Figure 7. Fingerprints of five proteins tested based upon AA-based and DMA-based polymers. Cyt, cytochrome C; Rib, ribonuclease A; Lac, a-lactalbumin; Alb, albumin; Myo, myoglobin. The total amount of proteins bound corresponds to 100%. Reproduced with permission from Takeuchi et al. (2007) © RSC, Royal Society of Chemistry.
Figure 8. PCA score plots showing the discrimination of four trials of five different proteins based upon the bound amounts of AA-based and DMA-based polymers. Cyt, cytochrome C; Rib, ribonuclease A; Lac, a-lactalbumin; Alb, albumin; Myo, myoglobin. Alb and Myo are non-templated proteins. Alb and Myo are non-templated proteins.
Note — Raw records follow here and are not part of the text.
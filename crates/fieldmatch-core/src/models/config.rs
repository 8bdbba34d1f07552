//! Configuration structures for extraction and comparison.

use std::path::Path;

use serde::{Deserialize, Serialize};

use crate::error::ConfigError;

/// Main configuration for the fieldmatch pipeline.
#[derive(Debug, Clone, Default, PartialEq, Serialize, Deserialize)]
#[serde(default)]
pub struct FieldMatchConfig {
    /// Field extraction configuration.
    pub extraction: ExtractionConfig,

    /// Field comparison configuration.
    pub comparison: ComparisonConfig,
}

/// Field extraction configuration.
#[derive(Debug, Clone, PartialEq, Serialize, Deserialize)]
#[serde(default)]
pub struct ExtractionConfig {
    /// Confidence assigned to fields read from form widgets.
    pub form_field_confidence: f32,

    /// Confidence assigned to label/value pairs found in page text.
    pub text_pattern_confidence: f32,

    /// Maximum vertical offset for two tokens to share a line.
    pub same_line_tolerance: f32,

    /// Maximum distance between a label and its value.
    pub search_radius: f32,

    /// Number of tokens after a label searched for its value.
    pub search_window: usize,
}

impl Default for ExtractionConfig {
    fn default() -> Self {
        Self {
            form_field_confidence: 0.9,
            text_pattern_confidence: 0.8,
            same_line_tolerance: 10.0,
            search_radius: 100.0,
            search_window: 10,
        }
    }
}

/// Field comparison configuration.
#[derive(Debug, Clone, PartialEq, Serialize, Deserialize)]
#[serde(default)]
pub struct ComparisonConfig {
    /// Similarity above which a mismatch is low severity.
    pub low_severity_threshold: f64,

    /// Similarity above which a mismatch is medium severity.
    pub medium_severity_threshold: f64,

    /// Field order of dates that do not start with a four-digit year.
    pub date_order: DateOrder,
}

/// Order of day and month in `a/b/year` dates.
#[derive(Debug, Clone, Copy, Default, PartialEq, Eq, Serialize, Deserialize)]
#[serde(rename_all = "snake_case")]
pub enum DateOrder {
    /// `m/d/y`
    #[default]
    MonthFirst,
    /// `d/m/y`
    DayFirst,
}

impl Default for ComparisonConfig {
    fn default() -> Self {
        Self {
            low_severity_threshold: 0.8,
            medium_severity_threshold: 0.5,
            date_order: DateOrder::default(),
        }
    }
}

impl FieldMatchConfig {
    /// Load configuration from a JSON file.
    pub fn from_file(path: &Path) -> Result<Self, ConfigError> {
        let content = std::fs::read_to_string(path).map_err(|source| ConfigError::Io {
            path: path.display().to_string(),
            source,
        })?;
        serde_json::from_str(&content).map_err(|source| ConfigError::Parse {
            path: path.display().to_string(),
            source,
        })
    }

    /// Save configuration to a JSON file.
    pub fn save(&self, path: &Path) -> Result<(), ConfigError> {
        let content = serde_json::to_string_pretty(self).map_err(|source| ConfigError::Parse {
            path: path.display().to_string(),
            source,
        })?;
        std::fs::write(path, content).map_err(|source| ConfigError::Io {
            path: path.display().to_string(),
            source,
        })
    }
}
//! Subcommands and the helpers they share.

pub mod compare;
pub mod config;
pub mod extract;

use std::fs;
use std::path::{Path, PathBuf};

use console::style;
use tracing::debug;

use fieldmatch_core::{DocumentDump, ExtractedDocument, FieldExtractor, FieldMatchConfig};

/// Default location of the configuration file.
pub fn default_config_path() -> PathBuf {
    dirs::config_dir()
        .unwrap_or_else(|| PathBuf::from("."))
        .join("fieldmatch")
        .join("config.json")
}

/// Load the configuration from an explicit path, the default path, or defaults.
pub fn load_config(config_path: Option<&str>) -> anyhow::Result<FieldMatchConfig> {
    if let Some(path) = config_path {
        return Ok(FieldMatchConfig::from_file(Path::new(path))?);
    }

    let default_path = default_config_path();
    if default_path.exists() {
        debug!("Using configuration from {}", default_path.display());
        Ok(FieldMatchConfig::from_file(&default_path)?)
    } else {
        Ok(FieldMatchConfig::default())
    }
}

/// Load a document dump and extract its fields.
pub async fn extract_file(path: &Path, extractor: &FieldExtractor) -> anyhow::Result<ExtractedDocument> {
    if !path.exists() {
        anyhow::bail!("Input file not found: {}", path.display());
    }

    let mut dump = DocumentDump::from_file(path)?;
    Ok(extractor.extract(&mut dump).await?)
}

/// Write output to a file, or to stdout when no path is given.
pub fn write_output(output: Option<&Path>, content: &str) -> anyhow::Result<()> {
    match output {
        Some(path) => {
            fs::write(path, content)?;
            eprintln!("{} Output written to {}", style("✓").green(), path.display());
        }
        None => println!("{}", content),
    }
    Ok(())
}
Reproduced with permission from Takeuchi et al. (2007) © RSC, Royal Society of Chemistry.
Feng and colleagues implemented an e-nose to distinguish clenbuterol from its metabolites: 4-aminohippuric acid (AHA) and 4-hydroxymandelic acid (HMA) (Feng et al., 2017). In 2010, clenbuterol received considerable attention in the media for its use as a doping agent in professional sports. It is a performance-enhancing drug that leads to enhanced muscle strength (George et al., 2006). In addition, it acts as a bronchodilator. Detection of very low concentrations, thus, provide a valuable tool in the battle against doping. The results showed that each MIP displays the highest affinity toward the respective target species. In this case, the authors used ethylene glycol dimethacrylate (EGDMA) as a monomer. After the imprinting process, QCM experiments were performed to determine the amount of uptake of the β-2 agonist and its analogs. This led to three distinct clusters that did not overlap; thus, distinguishing the three compounds. Overall, the method resulted in a limit of detection around LoD = 3.0 ng/mL.
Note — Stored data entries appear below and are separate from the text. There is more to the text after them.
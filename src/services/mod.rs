pub mod discovery;
pub mod moods;
pub mod providers;
pub mod recommendations;
pub mod search;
E-noses and E-tongues Relying on Nonpolymeric Biomimetics
As previously mentioned, there is only a limited number of sensor array papers describing the use of highly selective sensors. Apart from molecularly imprinted polymers, only a few other strategies have been reported, partly relying on natural species and partly on truly biomimetic ones.
Using living cells to generate selectivity in sensing is, comparably, a new concept. It is intriguing because it makes use of the species that is usually first exposed to a given environment. The reaction to external stimuli is rapidly followed by a response. Moreover, during this process, cells preserve their essential working mechanism. One example by Wang et al. integrates olfactory and gustatory cells with a light-addressable potentiometric sensor (LAPS) to mimic human smell and taste (Wang et al., 2007). For this purpose, olfactory neurons are grown onto the silicon dioxide chip constituting the device. The LAPS is built up in two parts, namely (1) an electrolyte insulator (SiO2) and (2) a semiconductor (Si). Laser light shines onto the immobilized cells. Exposure to drugs triggers action potentials that are observed through changes in the bias voltage. These are picked up by the LAPS and are converted into a corresponding photocurrent. Different concentrations (1, 25, and 50 μM) of acetic acid were added to the chip as a feasibility test to study the stimulation of the mitral cells. This resulted in concentration-dependent elevated frequency responses upon addition of acetic acid solutions. Next, taste buds were successfully placed onto LAPS chips. Four basic tastants, namely sodium chloride (NaCl) for “salty,” hydrochloric acid (HCl) for “sour,” sucrose for “sweet,” and magnesium sulfate (MgSO4) for “bitter,” were administered. Changes in photocurrent underwent fast Fourier transformation (FFT) analysis. Characteristic peaks resulting from this approach contain information about the corresponding taste profile. Very recently, a report showed a very special case of cell-based e-noses by linking a microelectrode array to the olfactory bulb of a mouse in vivo (Gao et al., 2018). In a similar way, the authors achieved high selectivity and sensitivity toward odorants containing benzene rings that reached down to 10−5M in the case of trinitrotoluene (TNT). However, the extent to which such an approach can still be regarded “biomimetic” is of course questionable.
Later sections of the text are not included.